Jean-Paul Verdierre explique qu’en entreprise, les droits des délégués syndicaux du personnel sont très affaiblis : restreints en temps et en nombre, ils subissent une double pression des salariés et de certaines directions. Il s’opère alors aussi un sentiment d’échec personnel. « Puisque nous sommes des opposants, il y a une insatisfaction structurelle de fait », déclare Louis. « On peut avoir l’impression d’être utile sur le plan social, mais au niveau institutionnel, n’avoir aucune prise.
Un mal évitable
Il est cependant possible de limiter les risques de burn out chez les militants. Sur le plan personnel, il est nécessaire de poser des limites : « Il faut des moments où l’on se coupe entièrement de l’activité militante et politique, et s’imposer d’autres activités », affirme Louis. « Moi par exemple, je fais du handball chaque mercredi. Cela me permet de me vider la tête. »
Eloïse Hivez, étudiante en science politique et militante, a elle décidé de quitter les organisations. Elle affirme qu’« Il faut arrêter les discours culpabilisateurs sur le désengagement ». Elle privilégie la Co-mob’ (Co-mobilisation) ce qui lui permet d’être plus libre et de varier son engagement d’une semaine à l’autre. « Ça va plus lentement mais tu arrives quand même à obtenir des choses, et au moins tu penses à ta santé mentale », remarque-t-elle. Eloïse explique que selon elle, ralentir la cadence, en s’occupant d’un projet à la fois, permet d’éviter l’éparpillement, qui peut, à terme, mener à la surcharge.
D’autre part, il s’agit de limiter certains facteurs aggravants au sein des organisations. Cela peut passer par une décentralisation des responsabilités, afin de mieux répartir la charge de travail ; mais aussi par la formation des militants, pour faire de la prévention sur l’impact de l’engagement sur la santé mentale, ainsi que sur l’inclusivité, afin de conscientiser les potentiels mécanismes de domination et de pression interne.
Par Clémentine Dautigny
Qu'est-ce que le burn-out militant ?
EN SAVOIR PLUS : burn-out ou dépression ?
Si burn-out et dépression sont souvent confondus, il existe pourtant des distinctions majeures entre ces deux états psychologiques.

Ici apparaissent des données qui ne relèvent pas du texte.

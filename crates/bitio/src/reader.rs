/// Deserializes variable bit width fields from a byte slice.
///
/// The reader mirrors [`crate::BitWriter`]: MSB-first within each byte,
/// byte-aligned byte access. Reading past the end of the data yields zero
/// bits and logs one warning for the whole packet, so malformed layer sizes
/// decay to empty symbol surfaces downstream.
pub struct BitReader<'a> {
    data: &'a [u8],
    bit_offset: usize,
    overran: bool,
    #[cfg(feature = "trace")]
    labels: Vec<&'static str>,
}

impl<'a> BitReader<'a> {
    /// Creates a reader over `data`.
    pub fn new(data: &'a [u8]) -> Self {
        Self {
            data,
            bit_offset: 0,
            overran: false,
            #[cfg(feature = "trace")]
            labels: Vec::new(),
        }
    }

    /// Pushes a field-context label onto the tracing stack. A no-op
    /// without the `trace` feature; never affects the decoded bits.
    pub fn push_label(&mut self, label: &'static str) {
        #[cfg(feature = "trace")]
        self.labels.push(label);
        #[cfg(not(feature = "trace"))]
        let _ = label;
    }

    /// Pops the innermost tracing label.
    pub fn pop_label(&mut self) {
        #[cfg(feature = "trace")]
        self.labels.pop();
    }

    /// Reads bits under a scoped tracing label.
    pub fn read_bits_labeled(&mut self, num_bits: u32, label: &'static str) -> u32 {
        let value = self.read_bits(num_bits);
        #[cfg(feature = "trace")]
        tracing::trace!(
            context = self.labels.join("."),
            label,
            num_bits,
            value,
            bit_offset = self.bit_offset,
            "u"
        );
        #[cfg(not(feature = "trace"))]
        let _ = label;
        value
    }

    fn overrun(&mut self) {
        if !self.overran {
            tracing::warn!("read beyond end of packet");
            self.overran = true;
        }
    }

    /// Reads `num_bits` (0..=32) bits into the low bits of the result.
    pub fn read_bits(&mut self, num_bits: u32) -> u32 {
        assert!(num_bits <= 32);

        let mut num_bits = num_bits as usize;
        let mut r = 0u32;

        while num_bits > 0 {
            let bit_used = self.bit_offset % 8;
            let idx = self.bit_offset / 8;

            let Some(&data) = self.data.get(idx) else {
                self.overrun();
                self.bit_offset += num_bits;
                return if num_bits < 32 { r << num_bits } else { 0 };
            };

            let bit_left = 8 - bit_used;
            let n = bit_left.min(num_bits);

            r = (r << n) | ((u32::from(data) >> (bit_left - n)) & ((1 << n) - 1));

            self.bit_offset += n;
            num_bits -= n;
        }

        r
    }

    /// Reads a single bit.
    pub fn read_bit(&mut self) -> bool {
        self.read_bits(1) != 0
    }

    /// Reads one byte. The reader must be byte aligned.
    pub fn read_u8(&mut self) -> u8 {
        assert!(self.bit_offset % 8 == 0, "byte read requires byte alignment");
        let idx = self.bit_offset / 8;
        self.bit_offset += 8;
        match self.data.get(idx) {
            Some(&b) => b,
            None => {
                self.overrun();
                0
            }
        }
    }

    /// Reads `n` bytes as a zero-copy slice. The reader must be byte
    /// aligned; a short packet yields a truncated slice.
    pub fn read_bytes(&mut self, n: usize) -> &'a [u8] {
        assert!(self.bit_offset % 8 == 0, "byte read requires byte alignment");
        let idx = self.bit_offset / 8;
        self.bit_offset += n * 8;
        if idx + n > self.data.len() {
            self.overrun();
            &self.data[self.data.len().min(idx)..]
        } else {
            &self.data[idx..idx + n]
        }
    }

    /// Discards bits up to the next byte boundary.
    pub fn byte_align(&mut self) {
        while self.bit_offset % 8 != 0 {
            self.read_bit();
        }
    }

    /// Current offset in bits.
    pub fn bit_offset(&self) -> usize {
        self.bit_offset
    }

    /// Total size of the underlying data in bits.
    pub fn bit_size(&self) -> usize {
        self.data.len() * 8
    }

    /// Remaining whole bytes from the current (aligned) position.
    pub fn remaining_bytes(&self) -> usize {
        self.data.len().saturating_sub((self.bit_offset + 7) / 8)
    }

    /// True once any read has run past the end of the data.
    pub fn has_overrun(&self) -> bool {
        self.overran
    }
}

#[cfg(test)]
mod tests {
    use super::BitReader;

    #[test]
    fn reads_msb_first() {
        let mut r = BitReader::new(&[0b1010_0111]);
        assert_eq!(r.read_bits(3), 0b101);
        assert_eq!(r.read_bits(5), 0b00111);
    }

    #[test]
    fn straddles_byte_boundaries() {
        let mut r = BitReader::new(&[0xab, 0xcd, 0xef]);
        assert_eq!(r.read_bits(12), 0xabc);
        assert_eq!(r.read_bits(12), 0xdef);
    }

    #[test]
    fn aligned_byte_access() {
        let mut r = BitReader::new(&[0xa8, 0xde, 0xad]);
        assert_eq!(r.read_bits(5), 0x15);
        r.byte_align();
        assert_eq!(r.read_u8(), 0xde);
        assert_eq!(r.read_bytes(1), &[0xad]);
    }

    #[test]
    fn overrun_returns_zero() {
        let mut r = BitReader::new(&[0xff]);
        assert_eq!(r.read_bits(8), 0xff);
        assert!(!r.has_overrun());
        assert_eq!(r.read_bits(8), 0);
        assert_eq!(r.read_bits(32), 0);
        assert!(r.has_overrun());
    }

    #[test]
    fn partial_overrun_pads_with_zero_bits() {
        // 4 valid bits remain but 8 are requested.
        let mut r = BitReader::new(&[0xff]);
        r.read_bits(4);
        assert_eq!(r.read_bits(8), 0xf0);
        assert!(r.has_overrun());
    }

    #[test]
    fn labeled_reads_match_plain_reads() {
        let mut r = BitReader::new(&[0xa5]);
        r.push_label("header");
        assert_eq!(r.read_bits_labeled(4, "hi"), 0xa);
        r.pop_label();
        assert_eq!(r.read_bits(4), 0x5);
    }
}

La dépression est un trouble mental caractérisé par une tristesse constante, un manque d’entrain, parfois des idées noires. Le burn-out, lui, est lié à une fatigue physique, émotionnelle et mentale intense résultant d’une exposition prolongée à des situations de stress. Le burn-out réside aussi dans une sorte d’hyperactivité : on parle de “tachypsychie”, c’est-à-dire une accélération anormale du cours de la pensée. Pour une personne atteinte de dépression, il s’agît d’une “bradypsychie”, qui se traduit souvent par un ralentissement généralisé des pensées.

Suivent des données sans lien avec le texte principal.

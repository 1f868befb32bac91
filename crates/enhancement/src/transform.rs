//! The DD (2x2) and DDS (4x4) integer transforms and their
//! horizontal-only variants.
//!
//! The forward transform of a block is the inner product against each
//! basis row divided by the block pel count; the inverse is the inner
//! product of the layer values against the transposed basis, with the
//! `+/-2` rows of the 1-D bases halved (their exact algebraic inverse).

use crate::surface::{Surface, SurfaceBuilder};

/// Hadamard {A, H, V, D} rows.
const DD_BASIS: [[i32; 4]; 4] = [
    [1, 1, 1, 1],
    [1, -1, 1, -1],
    [1, 1, -1, -1],
    [1, -1, -1, 1],
];

/// Horizontal-only 2x2 rows.
const DD_1D_BASIS: [[i32; 4]; 4] = [
    [2, 2, 0, 0],
    [1, -1, 1, -1],
    [1, -1, -1, 1],
    [0, 0, 2, 2],
];

#[rustfmt::skip]
const DDS_BASIS: [[i32; 16]; 16] = [
    [ 1,  1,  1,  1,  1,  1,  1,  1,  1,  1,  1,  1,  1,  1,  1,  1], // 0,0
    [ 1,  1, -1, -1,  1,  1, -1, -1,  1,  1, -1, -1,  1,  1, -1, -1], // 1,0
    [ 1,  1,  1,  1,  1,  1,  1,  1, -1, -1, -1, -1, -1, -1, -1, -1], // 2,0
    [ 1,  1, -1, -1,  1,  1, -1, -1, -1, -1,  1,  1, -1, -1,  1,  1], // 3,0

    [ 1, -1,  1, -1,  1, -1,  1, -1,  1, -1,  1, -1,  1, -1,  1, -1], // 0,1
    [ 1, -1, -1,  1,  1, -1, -1,  1,  1, -1, -1,  1,  1, -1, -1,  1], // 1,1
    [ 1, -1,  1, -1,  1, -1,  1, -1, -1,  1, -1,  1, -1,  1, -1,  1], // 2,1
    [ 1, -1, -1,  1,  1, -1, -1,  1, -1,  1,  1, -1, -1,  1,  1, -1], // 3,1

    [ 1,  1,  1,  1, -1, -1, -1, -1,  1,  1,  1,  1, -1, -1, -1, -1], // 0,2
    [ 1,  1, -1, -1, -1, -1,  1,  1,  1,  1, -1, -1, -1, -1,  1,  1], // 1,2
    [ 1,  1,  1,  1, -1, -1, -1, -1, -1, -1, -1, -1,  1,  1,  1,  1], // 2,2
    [ 1,  1, -1, -1, -1, -1,  1,  1, -1, -1,  1,  1,  1,  1, -1, -1], // 3,2

    [ 1, -1,  1, -1, -1,  1, -1,  1,  1, -1,  1, -1, -1,  1, -1,  1], // 0,3
    [ 1, -1, -1,  1, -1,  1,  1, -1,  1, -1, -1,  1, -1,  1,  1, -1], // 1,3
    [ 1, -1,  1, -1, -1,  1, -1,  1, -1,  1, -1,  1,  1, -1,  1, -1], // 2,3
    [ 1, -1, -1,  1, -1,  1,  1, -1, -1,  1,  1, -1,  1, -1, -1,  1], // 3,3
];

#[rustfmt::skip]
const DDS_1D_BASIS: [[i32; 16]; 16] = [
    [ 2,  2,  2,  2,  0,  0,  0,  0,  2,  2,  2,  2,  0,  0,  0,  0], // 0,0
    [ 2,  2, -2, -2,  0,  0,  0,  0,  2,  2, -2, -2,  0,  0,  0,  0], // 1,0
    [ 2,  2,  2,  2,  0,  0,  0,  0, -2, -2, -2, -2,  0,  0,  0,  0], // 2,0
    [ 2,  2, -2, -2,  0,  0,  0,  0, -2, -2,  2,  2,  0,  0,  0,  0], // 3,0

    [ 1, -1,  1, -1,  1, -1,  1, -1,  1, -1,  1, -1,  1, -1,  1, -1], // 0,1
    [ 1, -1, -1,  1,  1, -1, -1,  1,  1, -1, -1,  1,  1, -1, -1,  1], // 1,1
    [ 1, -1,  1, -1,  1, -1,  1, -1, -1,  1, -1,  1, -1,  1, -1,  1], // 2,1
    [ 1, -1, -1,  1,  1, -1, -1,  1, -1,  1,  1, -1, -1,  1,  1, -1], // 3,1

    [ 0,  0,  0,  0,  2,  2,  2,  2,  0,  0,  0,  0,  2,  2,  2,  2], // 0,2
    [ 0,  0,  0,  0,  2,  2, -2, -2,  0,  0,  0,  0,  2,  2, -2, -2], // 1,2
    [ 0,  0,  0,  0,  2,  2,  2,  2,  0,  0,  0,  0, -2, -2, -2, -2], // 2,2
    [ 0,  0,  0,  0,  2,  2, -2, -2,  0,  0,  0,  0, -2, -2,  2,  2], // 3,2

    [ 1, -1,  1, -1, -1,  1, -1,  1,  1, -1,  1, -1, -1,  1, -1,  1], // 0,3
    [ 1, -1, -1,  1, -1,  1,  1, -1,  1, -1, -1,  1, -1,  1,  1, -1], // 1,3
    [ 1, -1,  1, -1, -1,  1, -1,  1, -1,  1, -1,  1,  1, -1,  1, -1], // 2,3
    [ 1, -1, -1,  1, -1,  1,  1, -1, -1,  1,  1, -1,  1, -1, -1,  1], // 3,3
];

/// Which transform kernel a call applies.
#[derive(Debug, Clone, Copy, PartialEq, Eq)]
pub enum TransformKind {
    /// 2x2, horizontal and vertical.
    Dd,
    /// 2x2, horizontal only.
    Dd1d,
    /// 4x4, horizontal and vertical.
    Dds,
    /// 4x4, horizontal only.
    Dds1d,
}

impl TransformKind {
    /// Selects the kernel for a block size and scaling orientation.
    pub fn select(transform_block_size: u32, horizontal_only: bool) -> Self {
        match (transform_block_size, horizontal_only) {
            (2, false) => TransformKind::Dd,
            (2, true) => TransformKind::Dd1d,
            (4, false) => TransformKind::Dds,
            (4, true) => TransformKind::Dds1d,
            _ => panic!("transform block size must be 2 or 4"),
        }
    }

    /// Block edge in pels.
    pub fn block_size(self) -> u32 {
        match self {
            TransformKind::Dd | TransformKind::Dd1d => 2,
            TransformKind::Dds | TransformKind::Dds1d => 4,
        }
    }

    /// Number of output layers.
    pub fn num_layers(self) -> usize {
        (self.block_size() * self.block_size()) as usize
    }

    fn basis(self, layer: usize, index: usize) -> i32 {
        match self {
            TransformKind::Dd => DD_BASIS[layer][index],
            TransformKind::Dd1d => DD_1D_BASIS[layer][index],
            TransformKind::Dds => DDS_BASIS[layer][index],
            TransformKind::Dds1d => DDS_1D_BASIS[layer][index],
        }
    }

    /// Inverse basis: the transpose, with the `+/-2` rows halved.
    fn inverse_basis(self, layer: usize, index: usize) -> i32 {
        let v = self.basis(layer, index);
        match self {
            TransformKind::Dd | TransformKind::Dds => v,
            TransformKind::Dd1d | TransformKind::Dds1d => v / 2 + v % 2,
        }
    }
}

/// Forward transforms `residuals` into `num_layers` coefficient surfaces
/// of size `(W/bs) x (H/bs)`. Layers excluded by `encode_layer` come back
/// as zero surfaces.
pub fn forward(
    kind: TransformKind,
    residuals: &Surface<i16>,
    encode_layer: impl Fn(usize) -> bool,
) -> Vec<Surface<i16>> {
    let bs = kind.block_size();
    assert!(residuals.width() % bs == 0 && residuals.height() % bs == 0);

    let width = residuals.width() / bs;
    let height = residuals.height() / bs;
    let divisor = (bs * bs) as i32;

    (0..kind.num_layers())
        .map(|layer| {
            if !encode_layer(layer) {
                return Surface::blank(width, height);
            }
            Surface::generate(width, height, |x, y| {
                let mut acc = 0i32;
                for by in 0..bs {
                    for bx in 0..bs {
                        let basis = kind.basis(layer, (by * bs + bx) as usize);
                        acc += i32::from(residuals.get(x * bs + bx, y * bs + by)) * basis;
                    }
                }
                (acc / divisor) as i16
            })
        })
        .collect()
}

/// Inverse transforms coefficient layers back to a `width` x `height`
/// residual surface.
pub fn inverse(kind: TransformKind, width: u32, height: u32, layers: &[Surface<i16>]) -> Surface<i16> {
    let bs = kind.block_size();
    assert!(width % bs == 0 && height % bs == 0);
    assert_eq!(layers.len(), kind.num_layers());

    let mut b = SurfaceBuilder::new(width, height);
    for by in 0..height / bs {
        for bx in 0..width / bs {
            for py in 0..bs {
                for px in 0..bs {
                    let index = (py * bs + px) as usize;
                    let mut acc = 0i32;
                    for (layer, coeffs) in layers.iter().enumerate() {
                        acc += i32::from(coeffs.get(bx, by)) * kind.inverse_basis(layer, index);
                    }
                    b.write(bx * bs + px, by * bs + py, acc as i16);
                }
            }
        }
    }
    b.finish()
}

#[cfg(test)]
mod tests {
    use super::{forward, inverse, TransformKind};
    use crate::surface::Surface;

    const KINDS: [TransformKind; 4] = [
        TransformKind::Dd,
        TransformKind::Dd1d,
        TransformKind::Dds,
        TransformKind::Dds1d,
    ];

    fn test_pattern(width: u32, height: u32) -> Surface<i16> {
        Surface::generate(width, height, |x, y| ((x * 13 + y * 29) % 257) as i16 - 128)
    }

    #[test]
    fn layer_geometry() {
        let src = test_pattern(32, 16);
        for kind in KINDS {
            let layers = forward(kind, &src, |_| true);
            assert_eq!(layers.len(), kind.num_layers());
            for layer in &layers {
                assert_eq!(layer.width(), 32 / kind.block_size());
                assert_eq!(layer.height(), 16 / kind.block_size());
            }
        }
    }

    #[test]
    fn inverse_of_forward_is_near_identity() {
        // The forward division truncates, so reconstruction can be off by
        // at most one transform step (the block pel count), never more.
        let src = test_pattern(32, 32);
        for kind in KINDS {
            let bound = (kind.block_size() * kind.block_size()) as i32;
            let layers = forward(kind, &src, |_| true);
            let back = inverse(kind, 32, 32, &layers);
            for y in 0..32 {
                for x in 0..32 {
                    let err = (i32::from(back.get(x, y)) - i32::from(src.get(x, y))).abs();
                    assert!(err < bound, "{kind:?} at ({x},{y}): {err}");
                }
            }
        }
    }

    #[test]
    fn exact_identity_on_block_multiples() {
        // Inputs whose block sums divide exactly reconstruct exactly.
        for kind in KINDS {
            let divisor = (kind.block_size() * kind.block_size()) as i16;
            let src = Surface::generate(16, 16, |x, y| (((x / 4 + y / 4) % 5) as i16 - 2) * divisor);
            let layers = forward(kind, &src, |_| true);
            let back = inverse(kind, 16, 16, &layers);
            assert_eq!(back.checksum(), src.checksum(), "{kind:?}");
        }
    }

    #[test]
    fn dc_layer_is_block_mean() {
        let src = Surface::filled(64i16, 8, 8);
        let layers = forward(TransformKind::Dds, &src, |_| true);
        assert_eq!(layers[0].get(0, 0), 64);
        for layer in &layers[1..] {
            assert!(layer.is_blank());
        }
    }

    #[test]
    fn skipped_layers_are_zero() {
        let src = test_pattern(8, 8);
        let layers = forward(TransformKind::Dd, &src, |l| l == 0);
        assert!(!layers[0].is_blank());
        for layer in &layers[1..] {
            assert!(layer.is_blank());
        }
    }

    #[test]
    fn one_d_kernels_mix_columns_within_row_pairs_only() {
        // A horizontal-only transform of a vertically constant pattern
        // still reconstructs exactly: no vertical mixing error.
        let src = Surface::generate(16, 8, |x, _| (x as i16 % 7) * 16);
        let layers = forward(TransformKind::Dds1d, &src, |_| true);
        let back = inverse(TransformKind::Dds1d, 16, 8, &layers);
        assert_eq!(back.checksum(), src.checksum());
    }
}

L’autre différence majeure concerne la prise en charge des arrêts maladies liés aux burn-outs. En effet, dans l’immense majorité des cas, les burn-out ne sont pas considérés comme des accidents du travail en France. Ils sont pris en charge comme une maladie classique par la caisse primaire d’assurance maladie. À contrario, la dépression est indemnisée par la branche « accident du travail, maladie professionnelle » financée par les cotisations patronales. Pourtant, les partenaires sociaux ne s’accordent toujours pas pour reconsidérer le burn-out comme maladie professionnelle.
La prise en charge par des professionnels de santé de ces deux troubles est indispensable pour pouvoir correctement les traiter. Toutefois, la sortie de ces maladies ne s’accompagne pas de la même façon, d’où l’importance de poser un diagnostic exact.